Nearly two dozen oil-sands projects have been canceled or suspended. European multinationals have been among the quickest to reassess their exposure, including Royal Dutch Shell PLC, Statoil ASA of Norway and Total SA of France.

Last year, Total pulled the plug on a planned C$11 billion project, and it said in May that the move showcased its commitment to lower-cost, more environmentally sustainable development. "We decided to reduce our exposure in Canada's oil sands, which are particularly expensive to develop and operate," the company said in a report. The report added that to meet climate-change goals, "part of the world's fossil-fuel resources cannot be developed."

Such pullbacks haven't been good for Fort McMurray, which is home to many oil-sands workers and depends heavily on the industry. For nearly a decade it prospered as oil companies invested billions of dollars in the forests of northern Alberta, more than doubling the province's oil-sand output and contributing to a global glut that has depressed crude prices. The town, like the industry, was already feeling the pinch when the wildfires roared in May.

The Insurance Bureau of Canada estimated last week that rebuilding the town will cost $2.8 billion. Even then, business isn't likely to be booming anytime soon.

"The period of megaprojects and robust industry growth is behind us," Mark Ward, chief executive of Syncrude Canada Ltd., Canada's largest oil-sands producer, told the Fort McMurray Chamber of Commerce in April.

Mr.
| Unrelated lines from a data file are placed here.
//! Cache configuration: the version identifier and the asset manifest.
//!
//! Both are compiled in through `Config::default()`. A JSON override may be
//! stored at `~/.config/shellcache/config.json`; stores live under the
//! platform cache directory.

use std::path::{Path, PathBuf};

use anyhow::{Context, Result};
use reqwest::Url;
use serde::{Deserialize, Serialize};
use tracing::warn;

use crate::error::CacheError;
use crate::fetch::DEFAULT_REQUEST_TIMEOUT_SECS;
use crate::interposer::StorePolicy;
use crate::manifest::{AssetManifest, CacheVersion, ManifestEntry};

/// Application name used for config/cache directory paths
const APP_NAME: &str = "shellcache";

/// Config file name
const CONFIG_FILE: &str = "config.json";

/// Subdirectory of the cache directory holding the versioned stores
const STORES_DIR: &str = "stores";

/// Bump whenever the manifest changes incompatibly
const DEFAULT_VERSION: &str = "app-shell-cache-v6";

const DEFAULT_BASE_URL: &str = "http://localhost:8080/";

/// Needed to render the shell at all
const CRITICAL_ASSETS: &[&str] = &["./", "index.html", "index.js", "app.js"];

const SHELL_ASSETS: &[&str] = &[
    "./",
    "index.html",
    "index.js",
    "app.js",
    "manifest.json",
    "styles.css",
    "splash.png",
    "icons/icon-192x192.png",
    "icons/icon-512x512.png",
    "offline.html",
];

const DEFAULT_OFFLINE_FALLBACK: &str = "offline.html";

#[derive(Debug, Clone, PartialEq, Serialize, Deserialize)]
#[serde(default)]
pub struct Config {
    pub version: CacheVersion,
    /// Origin the manifest paths are relative to
    pub base_url: String,
    pub manifest: AssetManifest,
    pub store_policy: StorePolicy,
    /// Manifest path served to page loads that fail offline
    pub offline_fallback: Option<String>,
    pub request_timeout_secs: u64,
}

impl Default for Config {
    fn default() -> Self {
        let manifest = AssetManifest::new(SHELL_ASSETS.iter().map(|path| ManifestEntry {
            path: path.to_string(),
            critical: CRITICAL_ASSETS.contains(path),
        }));

        Self {
            version: CacheVersion::new(DEFAULT_VERSION),
            base_url: DEFAULT_BASE_URL.to_string(),
            manifest,
            store_policy: StorePolicy::default(),
            offline_fallback: Some(DEFAULT_OFFLINE_FALLBACK.to_string()),
            request_timeout_secs: DEFAULT_REQUEST_TIMEOUT_SECS,
        }
    }
}

impl Config {
    /// Load from the platform config directory, or the compiled-in defaults if absent
    pub fn load() -> Result<Self> {
        Self::load_from(&Self::config_path()?)
    }

    /// Like `load`, but never fails: a broken override file falls back to defaults
    pub fn load_or_default() -> Self {
        match Self::load() {
            Ok(config) => config,
            Err(e) => {
                warn!(error = %e, "Failed to load config, using defaults");
                Self::default()
            }
        }
    }

    pub fn load_from(path: &Path) -> Result<Self> {
        if path.exists() {
            let contents = std::fs::read_to_string(path)
                .with_context(|| format!("Failed to read config file: {}", path.display()))?;
            serde_json::from_str(&contents)
                .with_context(|| format!("Failed to parse config file: {}", path.display()))
        } else {
            Ok(Self::default())
        }
    }

    pub fn save(&self) -> Result<()> {
        self.save_to(&Self::config_path()?)
    }

    pub fn save_to(&self, path: &Path) -> Result<()> {
        if let Some(parent) = path.parent() {
            std::fs::create_dir_all(parent)?;
        }
        let contents = serde_json::to_string_pretty(self)?;
        std::fs::write(path, contents)?;
        Ok(())
    }

    fn config_path() -> Result<PathBuf> {
        let config_dir = dirs::config_dir()
            .ok_or_else(|| anyhow::anyhow!("Could not find config directory"))?;
        Ok(config_dir.join(APP_NAME).join(CONFIG_FILE))
    }

    /// Root directory for `DiskStorage`
    pub fn store_dir(&self) -> Result<PathBuf> {
        let cache_dir = dirs::cache_dir()
            .ok_or_else(|| anyhow::anyhow!("Could not find cache directory"))?;
        Ok(cache_dir.join(APP_NAME).join(STORES_DIR))
    }

    pub fn base_url(&self) -> std::result::Result<Url, CacheError> {
        Url::parse(&self.base_url)
            .map_err(|e| CacheError::InvalidUrl(format!("{}: {}", self.base_url, e)))
    }

    /// Absolute URL of the offline fallback page, if one is configured
    pub fn offline_fallback_url(&self) -> std::result::Result<Option<Url>, CacheError> {
        let Some(path) = self.offline_fallback.as_deref() else {
            return Ok(None);
        };
        let url = self
            .base_url()?
            .join(path)
            .map_err(|e| CacheError::InvalidUrl(format!("{}: {}", path, e)))?;
        Ok(Some(url))
    }
}
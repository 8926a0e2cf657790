//! The worker for one cache version: lifecycle state plus event dispatch.
//!
//! The host delivers three kinds of events:
//! - `Install`: populate this version's store (once per version)
//! - `Activate`: purge other versions' stores and claim open clients (once per cutover)
//! - `Fetch`: one per outbound client request, for as long as this version is active
//!
//! Every handler future resolves only once its work is done, so awaiting it
//! holds the event open. Fetches may be spawned as independent tasks.

use std::sync::{Arc, Mutex, MutexGuard, PoisonError};
use std::time::Duration;

use tokio::task::JoinHandle;
use tracing::{debug, info, warn};

use crate::activator::{ActivationReport, Activator};
use crate::clients::{ClientId, Clients};
use crate::config::Config;
use crate::error::{CacheError, Result};
use crate::fetch::{Fetcher, HttpFetcher};
use crate::installer::{InstallReport, Installer};
use crate::interposer::{FetchOutcome, Interposer};
use crate::manifest::CacheVersion;
use crate::request::Request;
use crate::storage::{CacheStorage, DiskStorage};

#[derive(Debug, Clone, Copy, PartialEq, Eq)]
pub enum WorkerState {
    Parsed,
    Installing,
    Installed,
    Activating,
    Activated,
}

/// A request intercepted on behalf of a client session.
#[derive(Debug, Clone)]
pub struct FetchEvent {
    pub request: Request,
    /// The session issuing the request; `None` for a page load not yet bound to one
    pub client_id: Option<ClientId>,
}

impl FetchEvent {
    pub fn new(request: Request) -> Self {
        Self {
            request,
            client_id: None,
        }
    }

    pub fn from_client(request: Request, client_id: ClientId) -> Self {
        Self {
            request,
            client_id: Some(client_id),
        }
    }
}

#[derive(Debug)]
pub enum LifecycleEvent {
    Install,
    Activate,
    Fetch(FetchEvent),
}

#[derive(Debug)]
pub enum EventOutcome {
    Installed(InstallReport),
    Activated(ActivationReport),
    Fetched(FetchOutcome),
}

fn lock_state(state: &Mutex<WorkerState>) -> MutexGuard<'_, WorkerState> {
    state.lock().unwrap_or_else(PoisonError::into_inner)
}

/// An in-progress lifecycle step. Dropped without `finish` (the event future
/// was cancelled), it puts the previous state back.
struct Transition<'a> {
    state: &'a Mutex<WorkerState>,
    previous: WorkerState,
    finished: bool,
}

impl Transition<'_> {
    fn finish(mut self, next: WorkerState) {
        *lock_state(self.state) = next;
        self.finished = true;
    }
}

impl Drop for Transition<'_> {
    fn drop(&mut self) {
        if !self.finished {
            let mut state = lock_state(self.state);
            warn!(from = ?*state, to = ?self.previous, "Lifecycle event abandoned, restoring state");
            *state = self.previous;
        }
    }
}

pub struct ServiceWorker {
    version: CacheVersion,
    clients: Clients,
    installer: Installer,
    activator: Activator,
    interposer: Interposer,
    state: Mutex<WorkerState>,
}

impl ServiceWorker {
    pub fn new(
        config: &Config,
        storage: Arc<dyn CacheStorage>,
        fetcher: Arc<dyn Fetcher>,
        clients: Clients,
    ) -> Result<Self> {
        let version = config.version.clone();
        let base_url = config.base_url()?;

        let installer = Installer::new(
            version.clone(),
            base_url,
            config.manifest.clone(),
            storage.clone(),
            fetcher.clone(),
        );
        let activator = Activator::new(version.clone(), storage.clone(), clients.clone());
        let mut interposer =
            Interposer::new(version.clone(), storage, fetcher).with_policy(config.store_policy);
        if let Some(url) = config.offline_fallback_url()? {
            interposer = interposer.with_offline_fallback(&url);
        }

        Ok(Self {
            version,
            clients,
            installer,
            activator,
            interposer,
            state: Mutex::new(WorkerState::Parsed),
        })
    }

    /// Worker over the on-disk stores and the real network
    pub fn from_config(config: &Config, clients: Clients) -> anyhow::Result<Self> {
        let storage = DiskStorage::new(config.store_dir()?)?;
        let fetcher = HttpFetcher::with_timeout(Duration::from_secs(config.request_timeout_secs))?;
        Ok(Self::new(config, Arc::new(storage), Arc::new(fetcher), clients)?)
    }

    pub fn version(&self) -> &CacheVersion {
        &self.version
    }

    pub fn clients(&self) -> &Clients {
        &self.clients
    }

    pub fn state(&self) -> WorkerState {
        *lock_state(&self.state)
    }

    fn begin(
        &self,
        action: &'static str,
        allowed: &[WorkerState],
        next: WorkerState,
    ) -> Result<Transition<'_>> {
        let mut state = lock_state(&self.state);
        if !allowed.contains(&*state) {
            return Err(CacheError::InvalidState {
                action,
                state: *state,
            });
        }
        debug!(version = %self.version, from = ?*state, to = ?next, "Worker state change");
        let previous = std::mem::replace(&mut *state, next);
        Ok(Transition {
            state: &self.state,
            previous,
            finished: false,
        })
    }

    /// Handle the install event. Repeat triggers are allowed; an active
    /// version repopulates its store in place and stays active.
    pub async fn install(&self) -> Result<InstallReport> {
        if self.state() == WorkerState::Activated {
            debug!(version = %self.version, "Repeat install on active version");
            return Ok(self.installer.install().await);
        }

        let transition = self.begin(
            "install",
            &[WorkerState::Parsed, WorkerState::Installed],
            WorkerState::Installing,
        )?;
        let report = self.installer.install().await;
        transition.finish(WorkerState::Installed);
        if report.skip_waiting {
            info!(version = %self.version, "Skipping wait, ready to activate");
        }
        Ok(report)
    }

    /// Handle the activate event: cleanup first, then claim clients.
    pub async fn activate(&self) -> Result<ActivationReport> {
        let transition = self.begin(
            "activate",
            &[WorkerState::Installed, WorkerState::Activated],
            WorkerState::Activating,
        )?;
        let report = self.activator.activate().await;
        transition.finish(WorkerState::Activated);
        Ok(report)
    }

    /// Handle one fetch event.
    ///
    /// Requests pass through unless this version is active and, for requests
    /// from a known session, that session is controlled by this version.
    pub async fn fetch(&self, event: &FetchEvent) -> FetchOutcome {
        if self.state() != WorkerState::Activated {
            return FetchOutcome::PassThrough;
        }
        if let Some(id) = event.client_id {
            if self.clients.controller(id).await.as_ref() != Some(&self.version) {
                return FetchOutcome::PassThrough;
            }
        }
        self.interposer.handle(&event.request).await
    }

    /// Handle a fetch event on its own task
    pub fn spawn_fetch(self: &Arc<Self>, event: FetchEvent) -> JoinHandle<FetchOutcome> {
        let worker = Arc::clone(self);
        tokio::spawn(async move { worker.fetch(&event).await })
    }

    pub async fn handle_event(&self, event: LifecycleEvent) -> Result<EventOutcome> {
        match event {
            LifecycleEvent::Install => self.install().await.map(EventOutcome::Installed),
            LifecycleEvent::Activate => self.activate().await.map(EventOutcome::Activated),
            LifecycleEvent::Fetch(fetch) => Ok(EventOutcome::Fetched(self.fetch(&fetch).await)),
        }
    }
}
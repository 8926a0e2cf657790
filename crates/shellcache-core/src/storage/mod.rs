//! Named, versioned response stores.
//!
//! A `CacheStorage` is the namespace of stores (one per cache version ever
//! installed); a `CacheHandle` is one opened store mapping request identity
//! to a stored response snapshot.
//!
//! Two backends are provided:
//! - `MemoryStorage`: in-process, shared between clones
//! - `DiskStorage`: one directory per store, one file per entry

pub mod disk;
pub mod memory;

use std::sync::Arc;

use async_trait::async_trait;

use crate::error::Result;
use crate::request::RequestKey;
use crate::response::StoredResponse;

pub use disk::DiskStorage;
pub use memory::MemoryStorage;

/// The set of named stores.
#[async_trait]
pub trait CacheStorage: Send + Sync {
    /// Open the store with this name, creating it if absent.
    async fn open(&self, name: &str) -> Result<Arc<dyn CacheHandle>>;

    /// Check whether a store with this name exists
    async fn has(&self, name: &str) -> Result<bool>;

    /// Names of all existing stores, oldest first.
    async fn keys(&self) -> Result<Vec<String>>;

    /// Delete a store and every entry in it. Returns false if it did not exist.
    async fn delete(&self, name: &str) -> Result<bool>;
}

/// One opened store.
///
/// Puts for the same key overwrite; there is no cross-key locking.
#[async_trait]
pub trait CacheHandle: Send + Sync {
    fn name(&self) -> &str;

    async fn get(&self, key: &RequestKey) -> Result<Option<StoredResponse>>;

    async fn put(&self, key: RequestKey, response: StoredResponse) -> Result<()>;

    async fn delete(&self, key: &RequestKey) -> Result<bool>;

    async fn keys(&self) -> Result<Vec<RequestKey>>;
}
Ward's speech came just days before fire evacuations forced Syncrude, a unit of Suncor Energy Inc., to temporarily shut down two of its oil-sands mines.

Once a trio of new mines and a handful of smaller well sites reach full capacity over the next two to three years, oil-sands growth is expected to grind almost to a halt, based on publicly announced plans by producers.
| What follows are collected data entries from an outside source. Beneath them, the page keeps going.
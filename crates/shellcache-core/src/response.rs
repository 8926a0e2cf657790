//! Response snapshots: what the network returned, what the store keeps,
//! and what the caller receives.

use chrono::{DateTime, Utc};
use serde::{Deserialize, Serialize};

/// A point-in-time snapshot of a response, as kept in a cache store.
///
/// The body is held in memory; stores decide how to persist it.
#[derive(Debug, Clone, PartialEq, Eq, Serialize, Deserialize)]
pub struct StoredResponse {
    pub url: String,
    pub status: u16,
    pub status_text: String,
    pub headers: Vec<(String, String)>,
    #[serde(skip)]
    pub body: Vec<u8>,
    pub stored_at: DateTime<Utc>,
}

impl StoredResponse {
    pub fn new(url: impl Into<String>, status: u16, body: impl Into<Vec<u8>>) -> Self {
        Self {
            url: url.into(),
            status,
            status_text: String::new(),
            headers: Vec::new(),
            body: body.into(),
            stored_at: Utc::now(),
        }
    }

    pub fn is_success(&self) -> bool {
        (200..300).contains(&self.status)
    }

    /// Case-insensitive header lookup
    pub fn header(&self, name: &str) -> Option<&str> {
        self.headers
            .iter()
            .find(|(n, _)| n.eq_ignore_ascii_case(name))
            .map(|(_, v)| v.as_str())
    }

    pub fn text(&self) -> String {
        String::from_utf8_lossy(&self.body).into_owned()
    }
}

/// A network response whose body stream has been read to the end.
///
/// The body can only be consumed once upstream, so the fetcher buffers it and
/// `split` hands out two independent copies: one for the store, one for the caller.
#[derive(Debug, Clone)]
pub struct NetworkResponse {
    pub url: String,
    pub status: u16,
    pub status_text: String,
    pub headers: Vec<(String, String)>,
    pub body: Vec<u8>,
}

impl NetworkResponse {
    pub fn new(url: impl Into<String>, status: u16, body: impl Into<Vec<u8>>) -> Self {
        Self {
            url: url.into(),
            status,
            status_text: String::new(),
            headers: Vec::new(),
            body: body.into(),
        }
    }

    pub fn with_header(mut self, name: impl Into<String>, value: impl Into<String>) -> Self {
        self.headers.push((name.into(), value.into()));
        self
    }

    pub fn is_success(&self) -> bool {
        (200..300).contains(&self.status)
    }

    /// Returns `(for_store, for_caller)`.
    pub fn split(self) -> (StoredResponse, StoredResponse) {
        let caller = self.into_snapshot();
        let stored = caller.clone();
        (stored, caller)
    }

    pub fn into_snapshot(self) -> StoredResponse {
        StoredResponse {
            url: self.url,
            status: self.status,
            status_text: self.status_text,
            headers: self.headers,
            body: self.body,
            stored_at: Utc::now(),
        }
    }
}

/// Where a served response came from.
#[derive(Debug, Clone, Copy, PartialEq, Eq)]
pub enum ResponseSource {
    Cache,
    Network,
    /// The configured offline page, served in place of a failed request
    Fallback,
}

/// The response handed back to the client for an intercepted request.
#[derive(Debug, Clone)]
pub struct ServedResponse {
    pub source: ResponseSource,
    pub response: StoredResponse,
}

impl ServedResponse {
    pub fn from_cache(response: StoredResponse) -> Self {
        Self {
            source: ResponseSource::Cache,
            response,
        }
    }

    pub fn from_network(response: StoredResponse) -> Self {
        Self {
            source: ResponseSource::Network,
            response,
        }
    }

    pub fn fallback(response: StoredResponse) -> Self {
        Self {
            source: ResponseSource::Fallback,
            response,
        }
    }

    pub fn status(&self) -> u16 {
        self.response.status
    }

    pub fn body(&self) -> &[u8] {
        &self.response.body
    }
}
The Canadian Association of Petroleum Producers recently cut its annual growth projection for a third year in a row after surveying its members, forecasting oil-sands output of 3.7 million barrels a day by 2030, up from current output of about 2.4 million. As recently as 2013, the group had forecast oil- sands production of 5.2 million barrels a day by then.

Exxon Mobil Corp. says it remains committed to oil-sands investments, but that future projects will have to compete for capital with its other businesses, which include shale-oil producer XTO Energy.
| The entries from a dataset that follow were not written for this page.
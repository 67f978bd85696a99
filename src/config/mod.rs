// SPDX-License-Identifier: MPL-2.0
//! This module handles the application's configuration, including loading and saving
//! user preferences to a `settings.toml` file.
//!
//! # Configuration Sections
//!
//! - `[general]` - Theme mode
//! - `[calendar]` - Grid layout preferences (first day of the week)
//! - `[gestures]` - Haptic feedback and settle animations
//!
//! The zoom level itself is not a preference: it is transient state written
//! through the key-value store (see [`crate::app::persistence`]).
//!
//! # Path Resolution
//!
//! 1. Use `load_from_path()`/`save_to_path()` with explicit path
//! 2. Set `ICED_CALENDAR_CONFIG_DIR` environment variable
//! 3. Falls back to platform-specific config directory
//!
//! # Examples
//!
//! ```no_run
//! use iced_calendar::config::{self, WeekStart};
//!
//! let (mut config, _warning) = config::load();
//! config.calendar.week_start = WeekStart::Monday;
//! config::save(&config).expect("Failed to save config");
//! ```

pub mod defaults;

pub use defaults::*;

use crate::app::paths;
use crate::error::Result;
use crate::ui::theming::ThemeMode;
use serde::{Deserialize, Serialize};
use std::fs;
use std::path::{Path, PathBuf};

const CONFIG_FILE: &str = "settings.toml";

// =============================================================================
// Enums
// =============================================================================

/// First column of the month grid.
#[derive(Debug, Clone, Copy, Serialize, Deserialize, PartialEq, Eq, Default)]
#[serde(rename_all = "kebab-case")]
pub enum WeekStart {
    #[default]
    Sunday,
    Monday,
}

impl WeekStart {
    #[must_use]
    pub fn weekday(self) -> chrono::Weekday {
        match self {
            WeekStart::Sunday => chrono::Weekday::Sun,
            WeekStart::Monday => chrono::Weekday::Mon,
        }
    }
}

// =============================================================================
// Section Structs
// =============================================================================

/// General application settings.
#[derive(Debug, Clone, Serialize, Deserialize, PartialEq, Default)]
pub struct GeneralConfig {
    /// Application theme mode (light, dark, or system).
    #[serde(default)]
    pub theme_mode: ThemeMode,
}

/// Month grid settings.
#[derive(Debug, Clone, Serialize, Deserialize, PartialEq, Default)]
pub struct CalendarConfig {
    #[serde(default)]
    pub week_start: WeekStart,
}

/// Gesture feedback settings.
#[derive(Debug, Clone, Serialize, Deserialize, PartialEq)]
pub struct GesturesConfig {
    /// Emit haptic pulses on pinch release and mode changes.
    #[serde(default = "default_true")]
    pub haptics: bool,

    /// Settle released pinches with a spring instead of jumping.
    #[serde(default = "default_true")]
    pub animations: bool,
}

impl Default for GesturesConfig {
    fn default() -> Self {
        Self {
            haptics: true,
            animations: true,
        }
    }
}

/// Application configuration with logical sections.
#[derive(Debug, Clone, Serialize, Deserialize, PartialEq, Default)]
pub struct Config {
    #[serde(default)]
    pub general: GeneralConfig,

    #[serde(default)]
    pub calendar: CalendarConfig,

    #[serde(default)]
    pub gestures: GesturesConfig,
}

fn default_true() -> bool {
    true
}

// =============================================================================
// Config Path Resolution
// =============================================================================

fn get_config_path_with_override(base_dir: Option<PathBuf>) -> Option<PathBuf> {
    paths::get_app_config_dir_with_override(base_dir).map(|mut path| {
        path.push(CONFIG_FILE);
        path
    })
}

// =============================================================================
// Load / Save
// =============================================================================

/// Loads the configuration from the default path.
///
/// Returns a tuple of (config, optional_warning). If loading fails, returns
/// default config with a warning explaining what went wrong.
pub fn load() -> (Config, Option<String>) {
    load_with_override(None)
}

/// Loads the configuration from a custom directory.
pub fn load_with_override(base_dir: Option<PathBuf>) -> (Config, Option<String>) {
    if let Some(path) = get_config_path_with_override(base_dir) {
        if path.exists() {
            match load_from_path(&path) {
                Ok(config) => return (config, None),
                Err(error) => {
                    tracing::warn!(path = %path.display(), %error, "failed to load config");
                    return (Config::default(), Some(format!("config-load-error: {error}")));
                }
            }
        }
    }
    (Config::default(), None)
}

/// Loads configuration from a specific path.
pub fn load_from_path(path: &Path) -> Result<Config> {
    let content = fs::read_to_string(path)?;
    let config: Config = toml::from_str(&content)?;
    Ok(config)
}

/// Saves the configuration to the default path.
pub fn save(config: &Config) -> Result<()> {
    save_with_override(config, None)
}

/// Saves the configuration to a custom directory.
pub fn save_with_override(config: &Config, base_dir: Option<PathBuf>) -> Result<()> {
    if let Some(path) = get_config_path_with_override(base_dir) {
        return save_to_path(config, &path);
    }
    Ok(())
}

/// Saves configuration to a specific path, creating parent directories.
pub fn save_to_path(config: &Config, path: &Path) -> Result<()> {
    if let Some(parent) = path.parent() {
        fs::create_dir_all(parent)?;
    }
    let content = toml::to_string_pretty(config)?;
    fs::write(path, content)?;
    Ok(())
}

#[cfg(test)]
mod tests {
    use super::*;
    use crate::error::Error;
    use tempfile::tempdir;

    #[test]
    fn save_and_load_round_trip_preserves_settings() {
        let config = Config {
            general: GeneralConfig {
                theme_mode: ThemeMode::Dark,
            },
            calendar: CalendarConfig {
                week_start: WeekStart::Monday,
            },
            gestures: GesturesConfig {
                haptics: false,
                animations: true,
            },
        };
        let temp_dir = tempdir().expect("failed to create temp dir");
        let config_path = temp_dir.path().join("nested").join("settings.toml");

        save_to_path(&config, &config_path).expect("failed to save config");
        let loaded = load_from_path(&config_path).expect("failed to load config");

        assert_eq!(loaded, config);
    }

    #[test]
    fn load_from_path_invalid_toml_errors() {
        let temp_dir = tempdir().expect("failed to create temp dir");
        let config_path = temp_dir.path().join("settings.toml");
        fs::write(&config_path, "not = valid = toml").expect("failed to write invalid toml");

        let result = load_from_path(&config_path);
        assert!(matches!(result, Err(Error::Config(_))));
    }

    #[test]
    fn missing_sections_fall_back_to_defaults() {
        let temp_dir = tempdir().expect("failed to create temp dir");
        let config_path = temp_dir.path().join("settings.toml");
        fs::write(&config_path, "[calendar]\nweek_start = \"monday\"\n")
            .expect("failed to write config");

        let loaded = load_from_path(&config_path).expect("load should succeed");
        assert_eq!(loaded.calendar.week_start, WeekStart::Monday);
        assert!(loaded.gestures.haptics);
        assert!(loaded.gestures.animations);
        assert_eq!(loaded.general.theme_mode, ThemeMode::System);
    }

    #[test]
    fn load_with_override_reports_warning_for_broken_file() {
        let temp_dir = tempdir().expect("failed to create temp dir");
        fs::write(temp_dir.path().join(CONFIG_FILE), "[gestures\nhaptics = ")
            .expect("failed to write config");

        let (config, warning) = load_with_override(Some(temp_dir.path().to_path_buf()));
        assert_eq!(config, Config::default());
        assert!(warning.is_some());
    }

    #[test]
    fn load_with_override_missing_file_is_silent() {
        let temp_dir = tempdir().expect("failed to create temp dir");
        let (config, warning) = load_with_override(Some(temp_dir.path().to_path_buf()));
        assert_eq!(config, Config::default());
        assert!(warning.is_none());
    }

    #[test]
    fn week_start_maps_to_chrono_weekday() {
        assert_eq!(WeekStart::Sunday.weekday(), chrono::Weekday::Sun);
        assert_eq!(WeekStart::Monday.weekday(), chrono::Weekday::Mon);
    }
}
The company's Canadian unit completed construction last year on the second phase of Kearl, a giant oil-sands mine, after the first phase was plagued by cost overruns and delays. All told, the 220,000-barrel-a-day project took six years and cost C$22 billion, split between Exxon and local subsidiary Imperial Oil Ltd.

Four years ago, Imperial informed investors it was "on target" to reach maximum capacity at Kearl of as much as 345,000 barrels a day and start up a separate 80,000-barrel-a-day oil-sands project called Aspen by the turn of the decade.

Imperial CEO Rich Kruger who has expressed misgivings about an Alberta government plan to impose an industry-wide cap on oil-sands greenhouse-gas emissions, said that a third expansion phase at Kearl is off the table for now, and that a decision won't be made until next year at the earliest on Aspen. "Certainly the price environment will alter the views on the economic attractiveness" of any new oil sands investments, he told reporters in April.

Write to Chester Dawson at chester.dawson@wsj.com

 

(END) Dow Jones Newswires

July 10, 2016 21:45 ET (01:45 GMT)

Copyright (c) 2016 Dow Jones & Company, Inc.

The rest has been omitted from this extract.